Supplied information: Begin

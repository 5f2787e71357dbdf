//! Converts a token stream into an abstract syntax tree.
mod error;
mod parser;
mod parser_base;

pub use error::*;
pub use parser::parse;
#[cfg(test)]
mod tests {
    use crate::{
        error::PositionalError,
        lexer::lex,
        location::Location,
        parser::parser_base::MAX_NESTING,
    };

    use super::*;

    macro_rules! assert_parses {
        ($source:expr, $expected:expr) => {{
            let tokens = lex($source).unwrap();
            let program = match parse(&tokens) {
                Ok(program) => program,
                Err(err) => {
                    panic!(
                        "\n\nEncountered error:\n{:#?}\nWhen parsing:\n    {}\n\n",
                        err, $source,
                    );
                }
            };
            let pretty = program.to_string();
            let pretty = pretty.trim_end();

            assert_eq!(
                $expected, pretty,
                "\n\nWhen parsing:\n    {}\nExpected to find:\n    {}\nBut found:\n    {}\n\n",
                $source, $expected, pretty
            );
        }};
    }

    macro_rules! assert_parse_error {
        ($source:expr, $stage:expr, $line:expr, $column:expr) => {{
            let tokens = lex($source).unwrap();
            match parse(&tokens) {
                Ok(program) => panic!(
                    "\n\nExpected a parse error, but parsed:\n    {}\nInto:\n{}\n\n",
                    $source, program
                ),
                Err(err) => {
                    assert_eq!($stage, err.stage(), "wrong stage for {}", err);
                    assert_eq!(Location::new($line, $column), err.location(), "{}", err);
                    err
                }
            }
        }};
    }

    fn parse_expr(source: &str) -> String {
        let tokens = lex(source).unwrap();
        let mut parser = Parser::new(&tokens);
        let expr = parse_expression(&mut parser).unwrap();
        assert_eq!(TokenKind::Eof, parser.peek().kind, "trailing input in {}", source);
        expr.to_string()
    }

    #[test]
    fn parses_empty_program() {
        let tokens = lex("").unwrap();
        let program = parse(&tokens).unwrap();
        assert!(program.var_decls.is_empty());
        assert!(program.statements.is_empty());
    }

    #[test]
    fn parses_declarations_and_assignment() {
        assert_parses!(
            "tongtongsahur x = bombardino; x = 5;",
            "tongtongsahur x = bombardino;\nx = 5;"
        );
        assert_parses!(
            "TongTongSahur y = CROCODILO;",
            "tongtongsahur y = crocodilo;"
        );
    }

    #[test]
    fn declaration_records_name_location() {
        let tokens = lex("tongtongsahur x = bombardino;\n  tongtongsahur y = crocodilo;").unwrap();
        let program = parse(&tokens).unwrap();
        assert_eq!(Location::new(1, 15), program.var_decls[0].location);
        assert_eq!(Location::new(2, 17), program.var_decls[1].location);
        assert_eq!(TypeSpec::Float, program.var_decls[1].type_spec);
    }

    #[test]
    fn additive_operators_are_left_associative() {
        assert_eq!("((a + b) - c)", parse_expr("a + b - c"));
        assert_eq!("((a - b) + c)", parse_expr("a - b + c"));
    }

    #[test]
    fn multiplicative_binds_tighter_than_additive() {
        assert_eq!("(2 + (3 * 4))", parse_expr("2 + 3 * 4"));
        assert_eq!("((2 / 3) - 4)", parse_expr("2 / 3 - 4"));
        assert_eq!("((a * b) / c)", parse_expr("a * b / c"));
    }

    #[test]
    fn comparison_binds_loosest() {
        assert_eq!("((a + 1) > (b * 2))", parse_expr("a + 1 > b * 2"));
        assert_eq!("((a == b) != c)", parse_expr("a == b != c"));
    }

    #[test]
    fn parentheses_override_precedence() {
        assert_eq!("((2 + 3) * 4)", parse_expr("(2 + 3) * 4"));
        assert_eq!("x", parse_expr("((x))"));
    }

    #[test]
    fn unary_operators_apply_to_primaries() {
        assert_eq!("(-x)", parse_expr("-x"));
        assert_eq!("(+1.5)", parse_expr("+1.5"));
        assert_eq!("(-(-x))", parse_expr("--x"));
        assert_eq!("((-a) * b)", parse_expr("-a * b"));
        assert_eq!("(-(a + b))", parse_expr("-(a + b)"));
    }

    #[test]
    fn binary_expression_is_located_at_operator() {
        let tokens = lex("a +\n b").unwrap();
        let mut parser = Parser::new(&tokens);
        let expr = parse_expression(&mut parser).unwrap();
        assert_eq!(Location::new(1, 3), expr.location);
    }

    #[test]
    fn parses_if_with_else() {
        assert_parses!(
            "chimpanzini (x > 0) { drip(1); } bananini { drip(0); }",
            "chimpanzini (x > 0) { drip(1); } bananini { drip(0); }"
        );
    }

    #[test]
    fn consecutive_ifs_form_an_elif_chain() {
        let tokens = lex(
            "chimpanzini (a) { drip(1); } chimpanzini (b) { drip(2); } chimpanzini (c) { } bananini { }",
        )
        .unwrap();
        let program = parse(&tokens).unwrap();
        assert_eq!(1, program.statements.len());
        match &program.statements[0].stmt_kind {
            StmtKind::If(if_stmt) => {
                assert_eq!(2, if_stmt.elifs.len());
                assert_eq!("b", if_stmt.elifs[0].condition.to_string());
                assert_eq!("c", if_stmt.elifs[1].condition.to_string());
                assert!(if_stmt.else_block.is_some());
            }
            other => panic!("Expected an if-statement, found {}", other),
        }
    }

    #[test]
    fn parses_nested_while() {
        assert_parses!(
            "patapim (i < 10) { i = i + 1; patapim (j > 0) { j = j - 1; } }",
            "patapim (i < 10) { i = (i + 1); patapim (j > 0) { j = (j - 1); } }"
        );
    }

    #[test]
    fn statement_is_located_at_first_token() {
        let tokens = lex("x = 1;\n  drip(x);").unwrap();
        let program = parse(&tokens).unwrap();
        assert_eq!(Location::new(1, 1), program.statements[0].location);
        assert_eq!(Location::new(2, 3), program.statements[1].location);
    }

    #[test]
    fn less_equal_is_not_part_of_the_grammar() {
        let err = assert_parse_error!("chimpanzini (x <= 1) { }", Stage::If, 1, 16);
        match err.reason() {
            Reason::Expected(TokenKind::Symbol(Symbol::CloseParen), found) => {
                assert_eq!(TokenKind::Symbol(Symbol::Lte), found.kind)
            }
            other => panic!("Unexpected reason: {}", other),
        }
        assert_parse_error!("x = a >= b;", Stage::Assign, 1, 7);
    }

    #[test]
    fn missing_semicolon_is_reported_at_next_token() {
        assert_parse_error!("x = 5\ndrip(x);", Stage::Assign, 2, 1);
    }

    #[test]
    fn missing_type_name() {
        let err = assert_parse_error!("tongtongsahur x = y;", Stage::VarDecl, 1, 19);
        assert!(matches!(err.reason(), Reason::ExpectedType(_)));
    }

    #[test]
    fn declaration_after_statement_is_rejected() {
        assert_parse_error!(
            "x = 1; tongtongsahur y = bombardino;",
            Stage::Statement,
            1,
            8
        );
    }

    #[test]
    fn unterminated_block_reports_end_of_input() {
        let err = assert_parse_error!("patapim (x) { x = 1;", Stage::Statement, 1, 21);
        assert_eq!(TokenKind::Eof, err.reason().token().kind);
        assert!(err.to_string().contains("end of input"));
    }

    #[test]
    fn missing_operand() {
        assert_parse_error!("x = 1 + ;", Stage::Expr, 1, 9);
        assert_parse_error!("x = (1 + 2;", Stage::ParenExprEnd, 1, 11);
    }

    #[test]
    fn bare_expression_is_not_a_statement() {
        assert_parse_error!("5;", Stage::Statement, 1, 1);
    }

    fn nested_parens(depth: usize) -> String {
        format!("drip({}1{});", "(".repeat(depth), ")".repeat(depth))
    }

    #[test]
    fn nesting_up_to_the_limit_parses() {
        let tokens = lex(&nested_parens(MAX_NESTING)).unwrap();
        assert!(parse(&tokens).is_ok());
    }

    #[test]
    fn deeply_nested_parentheses_are_rejected() {
        let source = nested_parens(10_000);
        // The first inner parenthesis sits at column 6.
        let err = assert_parse_error!(&source, Stage::Expr, 1, 6 + MAX_NESTING);
        assert!(matches!(err.reason(), Reason::TooDeeplyNested(_)));
    }

    #[test]
    fn long_unary_runs_are_rejected() {
        let source = format!("drip({}1);", "-".repeat(10_000));
        let tokens = lex(&source).unwrap();
        let err = parse(&tokens).unwrap_err();
        assert!(matches!(err.reason(), Reason::TooDeeplyNested(_)));
    }

    #[test]
    fn long_operator_chains_are_rejected() {
        let source = format!("drip(1{});", " + 1".repeat(10_000));
        let tokens = lex(&source).unwrap();
        let err = parse(&tokens).unwrap_err();
        assert!(matches!(err.reason(), Reason::TooDeeplyNested(_)));
    }

    #[test]
    fn deeply_nested_blocks_are_rejected() {
        let source = format!(
            "{}{}",
            "patapim (x) { ".repeat(10_000),
            "} ".repeat(10_000)
        );
        let err = assert_parse_error!(&source, Stage::Block, 1, 13 + 14 * MAX_NESTING);
        assert!(matches!(err.reason(), Reason::TooDeeplyNested(_)));
    }

    #[test]
    fn sibling_blocks_do_not_accumulate_depth() {
        let source = "patapim (x) { x = 1; } ".repeat(MAX_NESTING * 2);
        let tokens = lex(&source).unwrap();
        assert!(parse(&tokens).is_ok());
    }
}
//! Generic logic for code listings (TAC, assembly).
mod generic_listing;
mod position;

pub use generic_listing::*;
pub use position::*;
//! Tokens, as produced by the lexer.
use std::fmt::{self, Display};

use crate::location::Location;

#[derive(Clone, Debug, PartialEq)]
pub struct Token {
    pub kind: TokenKind,
    /// The source text this token was read from, as written.
    pub lexeme: String,
    pub location: Location,
}
impl Token {
    pub fn new<S: Into<String>>(kind: TokenKind, lexeme: S, location: Location) -> Self {
        Self {
            kind,
            lexeme: lexeme.into(),
            location,
        }
    }

    /// The length of the lexeme, in characters.
    pub fn length(&self) -> usize {
        self.lexeme.chars().count()
    }
}
impl Display for Token {
    fn fmt(&self, f: &mut fmt::Formatter) -> fmt::Result {
        match self.kind {
            TokenKind::Eof => f.write_str("end of input"),
            _ => write!(f, "'{}'", self.lexeme),
        }
    }
}

#[derive(Clone, Debug, PartialEq)]
pub enum TokenKind {
    Keyword(Keyword),
    Identifier(String),
    Symbol(Symbol),
    Literal(Literal),
    /// Always the last token in a stream, and never anywhere else.
    Eof,
}
impl Display for TokenKind {
    fn fmt(&self, f: &mut fmt::Formatter) -> fmt::Result {
        match self {
            TokenKind::Keyword(kw) => write!(f, "'{}'", kw),
            TokenKind::Identifier(_) => f.write_str("an identifier"),
            TokenKind::Symbol(sym) => write!(f, "'{}'", sym),
            TokenKind::Literal(_) => f.write_str("a number"),
            TokenKind::Eof => f.write_str("end of input"),
        }
    }
}

/// A reserved keyword. Keywords are matched case-insensitively.
#[derive(Copy, Clone, Debug, PartialEq, Eq)]
pub enum Keyword {
    /// Reserved, but not used by any production.
    Program,
    Var,
    Integer,
    Float,
    If,
    Else,
    While,
    Print,
}
impl Keyword {
    /// Looks up a keyword by its spelling, ignoring case.
    pub fn lookup(word: &str) -> Option<Self> {
        Some(match word.to_ascii_lowercase().as_str() {
            "brainrot" => Keyword::Program,
            "tongtongsahur" => Keyword::Var,
            "bombardino" => Keyword::Integer,
            "crocodilo" => Keyword::Float,
            "chimpanzini" => Keyword::If,
            "bananini" => Keyword::Else,
            "patapim" => Keyword::While,
            "drip" => Keyword::Print,
            _ => return None,
        })
    }
}
impl Display for Keyword {
    fn fmt(&self, f: &mut fmt::Formatter) -> fmt::Result {
        f.write_str(match self {
            Keyword::Program => "brainrot",
            Keyword::Var => "tongtongsahur",
            Keyword::Integer => "bombardino",
            Keyword::Float => "crocodilo",
            Keyword::If => "chimpanzini",
            Keyword::Else => "bananini",
            Keyword::While => "patapim",
            Keyword::Print => "drip",
        })
    }
}

/// A symbol.
#[derive(Copy, Clone, Debug, PartialEq, Eq)]
pub enum Symbol {
    Plus,
    Minus,
    Asterisk,
    Slash,
    Assign,
    Eq,
    Neq,
    Lt,
    Gt,
    Lte,
    Gte,
    OpenParen,
    CloseParen,
    OpenBrace,
    CloseBrace,
    Semicolon,
}
impl Display for Symbol {
    fn fmt(&self, f: &mut fmt::Formatter) -> fmt::Result {
        f.write_str(match self {
            Symbol::Plus => "+",
            Symbol::Minus => "-",
            Symbol::Asterisk => "*",
            Symbol::Slash => "/",
            Symbol::Assign => "=",
            Symbol::Eq => "==",
            Symbol::Neq => "!=",
            Symbol::Lt => "<",
            Symbol::Gt => ">",
            Symbol::Lte => "<=",
            Symbol::Gte => ">=",
            Symbol::OpenParen => "(",
            Symbol::CloseParen => ")",
            Symbol::OpenBrace => "{",
            Symbol::CloseBrace => "}",
            Symbol::Semicolon => ";",
        })
    }
}

/// A numeric literal. Whether it is an integer or a float is decided by the
/// presence of a decimal point.
#[derive(Clone, Copy, Debug, PartialEq)]
pub enum Literal {
    Integer(i64),
    Float(f64),
}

Supplied information: End

### Work instructions:
Please retype the top of the data exactly, down to and including the line that holds "let pretty = program.to_string();", and nothing further.

### Written solution:
repository 5f2787e71357dbdf
//! Converts a token stream into an abstract syntax tree.
mod error;
mod parser;
mod parser_base;

pub use error::*;
pub use parser::parse;
#[cfg(test)]
mod tests {
    use crate::{
        error::PositionalError,
        lexer::lex,
        location::Location,
        parser::parser_base::MAX_NESTING,
    };

    use super::*;

    macro_rules! assert_parses {
        ($source:expr, $expected:expr) => {{
            let tokens = lex($source).unwrap();
            let program = match parse(&tokens) {
                Ok(program) => program,
                Err(err) => {
                    panic!(
                        "\n\nEncountered error:\n{:#?}\nWhen parsing:\n    {}\n\n",
                        err, $source,
                    );
                }
            };
            let pretty = program.to_string();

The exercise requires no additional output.